* [Your goal] State how many lines in the following entries hold the word "ordering". The reply is that number only.

* [Records]
((

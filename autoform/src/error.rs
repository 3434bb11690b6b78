//! Error types for form definition loading and view rendering.
//!
//! Missing metadata, unresolvable ordering directives and prefix collisions
//! are not errors; they are handled silently where they occur.

/// Errors raised by the `autoform` crate.
#[derive(Debug, thiserror::Error)]
pub enum Error {
    /// A view was asked to render without a template or render override.
    #[error("not implemented: {0}")]
    NotImplemented(String),

    /// A form definition is structurally invalid.
    #[error("invalid form definition: {0}")]
    Definition(String),

    /// An ordering relation other than `before` or `after`.
    #[error("unknown ordering relation: '{0}' (expected 'before' or 'after')")]
    UnknownRelation(String),

    /// A form definition document could not be parsed.
    #[error("definition parse error: {0}")]
    Json(#[from] serde_json::Error),
}

/// Result alias used throughout the crate.
pub type Result<T, E = Error> = std::result::Result<T, E>;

))

* [Task answer] 3